Interpreting and Controlling Model Behavior via Constitutions for Atomic Concept Edits
Neha Kalibhat, Zi Wang, Prasoon Bajpai, Drew Proud, Wenjun Zeng, Been Kim, Mani Malek
TL;DR
This work tackles the challenge of interpreting and controlling black-box generative models by learning a natural language constitution that maps atomic concept edits (ACEs) to predictable behavioral changes. The authors formalize ACEs as add, remove, or replace operations on prompt concepts and optimize constitutions via a surrogate LLM and an evolutionary process to guide ACE generation. They demonstrate the approach on Word Count, Math, and text-to-image alignment tasks, using diverse models and autoraters, and show that constitution-guided ACE achieves about 1.86x higher success rates than non-constitution baselines while preserving prompt diversity. The framework yields actionable, generalizable insights into how prompting concepts shape model outputs and enables more efficient, interpretable steering across modalities, with potential extensions to broader inputs and operator spaces.
Abstract
We introduce a black-box interpretability framework that learns a verifiable constitution: a natural language summary of how changes to a prompt affect a model's specific behavior, such as its alignment, correctness, or adherence to constraints.
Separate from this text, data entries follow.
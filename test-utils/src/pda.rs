use bcpool_std::{
    pda::{ata_seeds, pool_seeds, pool_signer_seeds, target_config_seeds},
    PoolCreatorConfig,
};
use solana_pubkey::Pubkey;

// Reference derivations straight from the raw seeds,
// to check the seed layouts used by bcpool-std

pub fn find_target_config_sol(cfg: &PoolCreatorConfig, meme_mint: &[u8; 32]) -> (Pubkey, u8) {
    let (s0, s1, s2) = target_config_seeds(&cfg.quote_mint, meme_mint);
    Pubkey::find_program_address(&[s0, s1, s2], &Pubkey::new_from_array(cfg.program_id))
}

pub fn find_pool_sol(cfg: &PoolCreatorConfig, meme_mint: &[u8; 32]) -> (Pubkey, u8) {
    let (s0, s1, s2) = pool_seeds(meme_mint, &cfg.quote_mint);
    Pubkey::find_program_address(&[s0, s1, s2], &Pubkey::new_from_array(cfg.program_id))
}

pub fn find_pool_signer_sol(cfg: &PoolCreatorConfig, pool: &[u8; 32]) -> (Pubkey, u8) {
    let (s0, s1) = pool_signer_seeds(pool);
    Pubkey::find_program_address(&[s0, s1], &Pubkey::new_from_array(cfg.program_id))
}

pub fn find_ata_sol(cfg: &PoolCreatorConfig, owner: &[u8; 32], mint: &[u8; 32]) -> (Pubkey, u8) {
    let [s0, s1, s2] = ata_seeds(owner, &cfg.token_program, mint);
    Pubkey::find_program_address(
        &[s0, s1, s2],
        &Pubkey::new_from_array(cfg.associated_token_program),
    )
}
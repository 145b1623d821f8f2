#![cfg_attr(not(test), no_std)]

mod internal_utils;

pub mod amount;
pub mod err;
pub mod instructions;
pub mod keys;
pub mod pda;
pub mod rent;

keys::id_str!(ID_STR, ID, "BzUWmCR33ez1LvDfF2K9USe3Ra1Ws47WQ2ETCzebBkS6");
Our method leverages atomic concept edits (ACEs), which are targeted operations that add, remove, or replace an interpretable concept in the input prompt. By systematically applying ACEs and observing the resulting effects on model behavior across various tasks, our framework learns a causal mapping from edits to predictable outcomes. This learned constitution provides deep, generalizable insights into the model. Empirically, we validate our approach across diverse tasks, including mathematical reasoning and text-to-image alignment, for controlling and understanding model behavior. We found that for text-to-image generation, GPT-Image tends to focus on grammatical adherence, while Imagen 4 prioritizes atmospheric coherence. In mathematical reasoning, distractor variables confuse GPT-5 but leave Gemini 2.5 models and o4-mini largely unaffected. Moreover, our results show that the learned constitutions are highly effective for controlling model behavior, achieving an average of 1.86 times boost in success rate over methods that do not use constitutions.